= Task requirements =
Show, from the records below, all lines that contain the word "errors".

[Collected data entries]
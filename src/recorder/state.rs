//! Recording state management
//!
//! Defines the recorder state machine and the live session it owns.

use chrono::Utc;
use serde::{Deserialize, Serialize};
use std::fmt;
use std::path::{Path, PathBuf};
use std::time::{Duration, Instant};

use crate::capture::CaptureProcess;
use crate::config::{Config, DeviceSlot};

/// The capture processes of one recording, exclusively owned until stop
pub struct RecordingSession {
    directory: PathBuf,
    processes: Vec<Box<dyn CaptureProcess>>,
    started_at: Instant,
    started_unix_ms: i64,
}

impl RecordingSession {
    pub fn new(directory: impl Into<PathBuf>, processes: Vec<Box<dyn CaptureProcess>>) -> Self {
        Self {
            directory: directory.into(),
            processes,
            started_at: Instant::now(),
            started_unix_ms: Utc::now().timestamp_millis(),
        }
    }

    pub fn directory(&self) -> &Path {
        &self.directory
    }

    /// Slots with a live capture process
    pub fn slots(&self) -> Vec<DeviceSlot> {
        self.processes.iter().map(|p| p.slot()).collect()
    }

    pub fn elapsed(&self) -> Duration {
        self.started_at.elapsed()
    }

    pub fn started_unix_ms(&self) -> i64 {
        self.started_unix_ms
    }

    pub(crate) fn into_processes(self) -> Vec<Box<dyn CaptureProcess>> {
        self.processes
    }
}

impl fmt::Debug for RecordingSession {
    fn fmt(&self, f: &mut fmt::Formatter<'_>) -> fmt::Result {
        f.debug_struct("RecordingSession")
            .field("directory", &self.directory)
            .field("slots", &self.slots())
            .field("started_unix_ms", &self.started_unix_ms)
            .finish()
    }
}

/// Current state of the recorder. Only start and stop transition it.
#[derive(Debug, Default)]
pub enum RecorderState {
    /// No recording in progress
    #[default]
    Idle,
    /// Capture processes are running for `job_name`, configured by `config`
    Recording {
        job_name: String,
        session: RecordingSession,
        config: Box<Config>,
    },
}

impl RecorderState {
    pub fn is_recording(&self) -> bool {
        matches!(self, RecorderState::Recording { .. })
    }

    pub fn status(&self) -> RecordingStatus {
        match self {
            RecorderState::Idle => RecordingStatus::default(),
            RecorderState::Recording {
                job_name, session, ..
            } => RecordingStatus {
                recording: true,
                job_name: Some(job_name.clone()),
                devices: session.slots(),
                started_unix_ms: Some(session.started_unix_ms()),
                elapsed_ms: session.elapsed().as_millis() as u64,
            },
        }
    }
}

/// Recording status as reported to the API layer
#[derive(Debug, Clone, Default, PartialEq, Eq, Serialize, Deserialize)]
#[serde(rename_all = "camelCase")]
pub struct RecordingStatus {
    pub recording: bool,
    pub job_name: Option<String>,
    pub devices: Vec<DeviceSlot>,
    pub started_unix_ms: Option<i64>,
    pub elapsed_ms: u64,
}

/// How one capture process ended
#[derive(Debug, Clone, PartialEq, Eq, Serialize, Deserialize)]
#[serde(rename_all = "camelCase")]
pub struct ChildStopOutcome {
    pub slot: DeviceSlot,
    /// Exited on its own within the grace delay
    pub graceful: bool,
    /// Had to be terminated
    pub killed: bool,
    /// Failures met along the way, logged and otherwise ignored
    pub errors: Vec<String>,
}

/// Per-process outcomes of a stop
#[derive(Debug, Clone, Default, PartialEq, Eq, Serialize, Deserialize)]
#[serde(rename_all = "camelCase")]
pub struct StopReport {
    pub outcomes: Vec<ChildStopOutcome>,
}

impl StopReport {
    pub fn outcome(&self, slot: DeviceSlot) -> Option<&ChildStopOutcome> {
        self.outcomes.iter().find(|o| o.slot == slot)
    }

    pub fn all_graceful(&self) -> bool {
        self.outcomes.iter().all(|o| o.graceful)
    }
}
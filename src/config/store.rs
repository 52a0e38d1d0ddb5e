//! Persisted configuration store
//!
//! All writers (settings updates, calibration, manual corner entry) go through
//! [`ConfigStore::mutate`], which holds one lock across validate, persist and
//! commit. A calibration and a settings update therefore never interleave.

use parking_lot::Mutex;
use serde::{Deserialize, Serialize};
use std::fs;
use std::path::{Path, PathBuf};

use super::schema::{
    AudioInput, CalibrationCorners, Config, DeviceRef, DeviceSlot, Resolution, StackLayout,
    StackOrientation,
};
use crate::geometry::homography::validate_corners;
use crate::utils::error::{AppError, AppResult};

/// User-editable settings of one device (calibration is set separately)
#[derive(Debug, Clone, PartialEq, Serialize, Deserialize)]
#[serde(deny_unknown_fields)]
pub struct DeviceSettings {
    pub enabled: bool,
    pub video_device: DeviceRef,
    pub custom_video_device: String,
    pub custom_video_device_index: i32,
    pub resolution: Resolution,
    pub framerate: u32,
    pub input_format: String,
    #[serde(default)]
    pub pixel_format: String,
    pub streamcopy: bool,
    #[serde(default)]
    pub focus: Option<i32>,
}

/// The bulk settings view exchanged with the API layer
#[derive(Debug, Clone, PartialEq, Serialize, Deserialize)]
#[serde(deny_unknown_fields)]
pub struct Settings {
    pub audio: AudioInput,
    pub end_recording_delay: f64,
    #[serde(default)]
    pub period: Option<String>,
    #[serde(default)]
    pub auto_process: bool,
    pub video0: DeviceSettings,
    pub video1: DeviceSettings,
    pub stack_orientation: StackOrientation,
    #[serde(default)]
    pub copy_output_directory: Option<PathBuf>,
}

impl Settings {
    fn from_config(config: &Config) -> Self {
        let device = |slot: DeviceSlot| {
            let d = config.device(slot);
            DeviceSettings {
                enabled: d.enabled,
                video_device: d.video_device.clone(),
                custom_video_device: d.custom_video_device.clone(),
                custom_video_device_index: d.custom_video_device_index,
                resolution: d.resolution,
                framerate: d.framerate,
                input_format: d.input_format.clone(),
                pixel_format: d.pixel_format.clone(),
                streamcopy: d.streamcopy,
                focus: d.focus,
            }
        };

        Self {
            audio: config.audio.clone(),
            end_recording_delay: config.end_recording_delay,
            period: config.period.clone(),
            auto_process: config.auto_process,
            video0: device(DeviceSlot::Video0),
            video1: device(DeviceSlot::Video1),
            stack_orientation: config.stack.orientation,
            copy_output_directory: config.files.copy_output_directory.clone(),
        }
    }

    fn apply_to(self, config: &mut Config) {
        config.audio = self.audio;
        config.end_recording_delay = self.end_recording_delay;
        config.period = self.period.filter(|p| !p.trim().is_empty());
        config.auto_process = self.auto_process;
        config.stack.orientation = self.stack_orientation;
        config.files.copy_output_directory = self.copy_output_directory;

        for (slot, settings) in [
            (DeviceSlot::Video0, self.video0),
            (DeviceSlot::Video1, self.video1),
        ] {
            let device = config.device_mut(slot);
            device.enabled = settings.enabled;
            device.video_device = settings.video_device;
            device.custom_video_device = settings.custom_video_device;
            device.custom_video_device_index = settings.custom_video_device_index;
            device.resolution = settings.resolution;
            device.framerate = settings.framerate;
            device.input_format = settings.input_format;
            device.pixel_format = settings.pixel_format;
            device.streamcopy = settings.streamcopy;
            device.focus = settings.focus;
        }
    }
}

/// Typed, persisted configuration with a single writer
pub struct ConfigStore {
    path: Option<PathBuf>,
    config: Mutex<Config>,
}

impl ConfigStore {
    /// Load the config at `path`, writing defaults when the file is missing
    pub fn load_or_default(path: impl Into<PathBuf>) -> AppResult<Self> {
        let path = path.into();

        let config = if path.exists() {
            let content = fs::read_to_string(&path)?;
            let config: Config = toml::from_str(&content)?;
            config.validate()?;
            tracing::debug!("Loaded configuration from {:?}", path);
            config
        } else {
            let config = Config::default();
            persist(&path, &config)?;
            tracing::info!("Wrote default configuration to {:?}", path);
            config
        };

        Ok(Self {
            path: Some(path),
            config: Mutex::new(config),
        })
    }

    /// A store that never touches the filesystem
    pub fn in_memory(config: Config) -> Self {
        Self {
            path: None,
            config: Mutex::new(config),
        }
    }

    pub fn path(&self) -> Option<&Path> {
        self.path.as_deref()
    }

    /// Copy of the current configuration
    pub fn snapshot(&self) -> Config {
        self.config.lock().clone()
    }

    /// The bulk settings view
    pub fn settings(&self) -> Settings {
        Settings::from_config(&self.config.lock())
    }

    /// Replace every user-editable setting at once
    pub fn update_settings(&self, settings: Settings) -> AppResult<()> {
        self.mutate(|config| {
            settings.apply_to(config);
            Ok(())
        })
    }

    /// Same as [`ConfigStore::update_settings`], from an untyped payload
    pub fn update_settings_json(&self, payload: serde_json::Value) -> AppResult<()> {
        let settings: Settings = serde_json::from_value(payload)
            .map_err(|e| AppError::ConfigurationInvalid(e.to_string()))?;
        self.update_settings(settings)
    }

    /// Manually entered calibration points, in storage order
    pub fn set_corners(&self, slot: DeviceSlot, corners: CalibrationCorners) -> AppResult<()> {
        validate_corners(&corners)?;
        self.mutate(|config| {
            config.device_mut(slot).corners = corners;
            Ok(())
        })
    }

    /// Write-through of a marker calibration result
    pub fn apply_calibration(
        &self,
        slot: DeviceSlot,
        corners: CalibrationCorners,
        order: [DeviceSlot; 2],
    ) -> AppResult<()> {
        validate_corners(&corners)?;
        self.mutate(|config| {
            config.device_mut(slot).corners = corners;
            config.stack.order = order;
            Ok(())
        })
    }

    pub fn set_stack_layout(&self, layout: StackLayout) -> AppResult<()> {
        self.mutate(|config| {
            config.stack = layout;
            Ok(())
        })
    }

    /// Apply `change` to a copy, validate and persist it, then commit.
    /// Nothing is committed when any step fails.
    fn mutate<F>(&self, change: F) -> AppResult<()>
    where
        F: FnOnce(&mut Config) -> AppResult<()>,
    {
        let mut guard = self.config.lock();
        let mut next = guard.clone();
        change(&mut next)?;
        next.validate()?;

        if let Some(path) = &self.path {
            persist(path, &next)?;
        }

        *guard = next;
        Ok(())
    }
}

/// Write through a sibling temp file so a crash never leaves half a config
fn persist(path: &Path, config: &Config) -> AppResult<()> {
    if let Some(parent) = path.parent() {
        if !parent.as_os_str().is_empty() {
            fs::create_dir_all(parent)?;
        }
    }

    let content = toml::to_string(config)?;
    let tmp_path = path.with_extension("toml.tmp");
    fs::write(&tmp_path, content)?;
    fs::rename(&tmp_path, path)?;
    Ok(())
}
--
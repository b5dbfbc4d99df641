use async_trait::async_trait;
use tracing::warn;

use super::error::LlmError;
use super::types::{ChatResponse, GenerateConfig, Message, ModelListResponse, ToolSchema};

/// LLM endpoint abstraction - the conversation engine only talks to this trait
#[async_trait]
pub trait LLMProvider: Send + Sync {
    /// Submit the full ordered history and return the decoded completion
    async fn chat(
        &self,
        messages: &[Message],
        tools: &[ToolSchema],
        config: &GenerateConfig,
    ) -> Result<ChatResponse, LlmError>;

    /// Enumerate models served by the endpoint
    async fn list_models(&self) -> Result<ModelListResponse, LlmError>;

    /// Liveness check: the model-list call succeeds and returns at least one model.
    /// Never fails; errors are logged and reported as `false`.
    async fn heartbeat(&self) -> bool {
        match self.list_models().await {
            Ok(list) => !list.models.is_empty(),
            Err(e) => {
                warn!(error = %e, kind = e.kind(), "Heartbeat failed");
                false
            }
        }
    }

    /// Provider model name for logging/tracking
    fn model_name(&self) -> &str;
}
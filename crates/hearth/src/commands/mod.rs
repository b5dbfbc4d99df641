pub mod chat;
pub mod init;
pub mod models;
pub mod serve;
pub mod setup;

= Solution to the problem =
    pub errors: Vec<String>,
    /// Never fails; errors are logged and reported as `false`.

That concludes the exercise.